Before our trip into the jungle I had no idea how articulate and elegant an elephant's trunk really is. The bottom lip acts almost as a thumb, allowing the animals to curl and break and pick up objects with impressive precision.

"You don't have to worry about feeding too much, because elephant never get full," Sexy Kenny told us. "And you don't have to worry about them getting fat, because they are already fat."

Along with the four-year-old Pum Pui, the camp is home to four elephants: Females Samorn, Boon Tung and Chan dee, and an impressive, white-tusked male named Mongkol, who would cross his legs and bow to you when you said the words "thank you."

Some had been rescued from a less-ethical camp further to the north, where tourists ride the elephants, or watch them paint pictures or play soccer.

There was no riding at this particular camp — only education and appreciation for the legendary beasts.

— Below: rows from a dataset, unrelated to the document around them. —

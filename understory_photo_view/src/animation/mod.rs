// Copyright 2025 the Understory Authors
// SPDX-License-Identifier: Apache-2.0 OR MIT

//! Time-driven animation tasks.
//!
//! Each task is a plain value that the controller polls once per frame with
//! the elapsed time since the previous frame. A task produces one value per
//! step and reports whether it wants another frame; it never touches the
//! transform itself.
//!
//! ```
//! use core::time::Duration;
//! use kurbo::Point;
//! use understory_photo_view::animation::{Interpolator, Step, ZoomAnimation};
//!
//! let mut zoom = ZoomAnimation::new(
//!     1.0,
//!     2.0,
//!     Point::new(50.0, 50.0),
//!     Duration::from_millis(200),
//!     Interpolator::Linear,
//! )
//! .unwrap();
//! assert_eq!(zoom.step(Duration::from_millis(100)), Step::Continue(1.5));
//! assert_eq!(zoom.step(Duration::from_millis(100)), Step::Done(2.0));
//! ```

mod easing;
mod fling;
mod morph;
mod snap;
mod zoom;

use core::time::Duration;

pub use easing::Interpolator;
pub use fling::{DEFAULT_FLING_DECELERATION, DEFAULT_FLING_STOP_SPEED, FlingAnimation};
pub use morph::{MorphAnimation, MorphContext, MorphFrame, MorphStep};
pub use snap::{SnapBackAnimation, SnapStep};
pub use zoom::ZoomAnimation;

/// Result of one animation step.
#[derive(Clone, Copy, Debug, PartialEq)]
pub enum Step<T> {
    /// Apply the value and schedule another frame.
    Continue(T),
    /// Apply the value; the task is finished.
    Done(T),
}

impl<T> Step<T> {
    /// The produced value.
    pub fn value(self) -> T {
        match self {
            Self::Continue(v) | Self::Done(v) => v,
        }
    }

    /// Returns `true` for [`Step::Done`].
    pub fn is_done(&self) -> bool {
        matches!(self, Self::Done(_))
    }
}

/// Lifecycle of an animation task.
#[derive(Clone, Copy, Debug, PartialEq, Eq, Default)]
pub enum TaskPhase {
    /// Created but not stepped yet.
    #[default]
    Scheduled,
    /// Stepped at least once and still running.
    Stepping,
    /// Ran to completion.
    Completed,
    /// Stopped before completion.
    Cancelled,
}

impl TaskPhase {
    /// Returns `true` once the task will produce no more steps.
    #[must_use]
    pub fn is_finished(self) -> bool {
        matches!(self, Self::Completed | Self::Cancelled)
    }
}

/// Elapsed time against a fixed duration.
#[derive(Clone, Copy, Debug, PartialEq, Eq)]
pub(crate) struct Timeline {
    elapsed: Duration,
    duration: Duration,
    phase: TaskPhase,
}

impl Timeline {
    /// Callers guarantee a non-zero duration.
    pub(crate) fn new(duration: Duration) -> Self {
        Self {
            elapsed: Duration::ZERO,
            duration,
            phase: TaskPhase::Scheduled,
        }
    }

    /// Advances by `dt` and returns linear time in `[0, 1]` plus whether this
    /// is the final step.
    pub(crate) fn advance(&mut self, dt: Duration) -> (f64, bool) {
        self.elapsed = self.elapsed.saturating_add(dt).min(self.duration);
        self.position()
    }

    /// Jumps to `fraction` of the duration, clamped to `[0, 1]` (NaN is 0).
    pub(crate) fn seek(&mut self, fraction: f64) -> (f64, bool) {
        let fraction = if fraction.is_nan() {
            0.0
        } else {
            fraction.clamp(0.0, 1.0)
        };
        self.elapsed = self.duration.mul_f64(fraction).min(self.duration);
        self.position()
    }

    fn position(&mut self) -> (f64, bool) {
        let t = self.elapsed.as_secs_f64() / self.duration.as_secs_f64();
        let done = self.elapsed >= self.duration;
        self.phase = if done {
            TaskPhase::Completed
        } else {
            TaskPhase::Stepping
        };
        (t.min(1.0), done)
    }

    pub(crate) fn cancel(&mut self) {
        if !self.phase.is_finished() {
            self.phase = TaskPhase::Cancelled;
        }
    }

    pub(crate) fn phase(&self) -> TaskPhase {
        self.phase
    }
}

#[cfg(test)]
mod tests {
    use core::time::Duration;

    use super::{Step, TaskPhase, Timeline};

    #[test]
    fn timeline_walks_phases() {
        let mut timeline = Timeline::new(Duration::from_millis(100));
        assert_eq!(timeline.phase(), TaskPhase::Scheduled);
        let (t, done) = timeline.advance(Duration::from_millis(25));
        assert!((t - 0.25).abs() < 1e-12);
        assert!(!done);
        assert_eq!(timeline.phase(), TaskPhase::Stepping);
        let (t, done) = timeline.advance(Duration::from_secs(5));
        assert_eq!(t, 1.0);
        assert!(done);
        assert_eq!(timeline.phase(), TaskPhase::Completed);
        timeline.cancel();
        assert_eq!(timeline.phase(), TaskPhase::Completed);
    }

    #[test]
    fn seek_jumps_and_clamps() {
        let mut timeline = Timeline::new(Duration::from_millis(200));
        let (t, done) = timeline.seek(0.5);
        assert!((t - 0.5).abs() < 1e-9);
        assert!(!done);
        let (t, done) = timeline.seek(f64::NAN);
        assert_eq!((t, done), (0.0, false));
        let (t, done) = timeline.seek(7.0);
        assert_eq!((t, done), (1.0, true));
        assert_eq!(timeline.phase(), TaskPhase::Completed);
    }

    #[test]
    fn cancel_stops_running_task() {
        let mut timeline = Timeline::new(Duration::from_millis(100));
        timeline.advance(Duration::from_millis(10));
        timeline.cancel();
        assert!(timeline.phase().is_finished());
        assert_eq!(timeline.phase(), TaskPhase::Cancelled);
    }

    #[test]
    fn step_value_and_done() {
        assert_eq!(Step::Continue(3).value(), 3);
        assert!(Step::Done(()).is_done());
        assert!(!Step::Continue(()).is_done());
    }
}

We made them medicine balls of sticky rice and salt and then bathed them in the river below.

For soap, we pounded jungle roots into mush before soaking them in bowls of water. I was amazed to see and smell the effect of this process, which I later learned was due to a natural moisturizer in the wood.

Nobody did much actual cleaning during the "bath," which quickly devolved into a huge elephant water fight.

When it was time for us to eat our own lunch, the elephants wandered up behind us (without warning from our guides) and reached their trunks into our hut, begging for pineapples. I gleefully obliged, sharing my fruit with my new enormous friends.

If we delayed, the elephants would blow hot air on us from their trunks. It was about as unpleasant as you might imagine, but at the same time deeply endearing.

The elephants persisted until every last chunk of pineapple and even pineapple skin was gone.

Soon it was time to leave our elephant friends behind and begin the second half of our adventure tour — a lazy, inner-tube float down the murky river followed by a two-hour hike into the jungle over precarious rocks and makeshift log bridges to a powerful waterfall.

This was just one day of a two-week trip that included cliff diving, motorbikes, cave spelunking, night market shopping and the consumption of more cheap beer than I care to divulge.

If you're at all inclined, I suggest you go and see Thailand for yourself — my word count could never do the country or its wonderful people justice.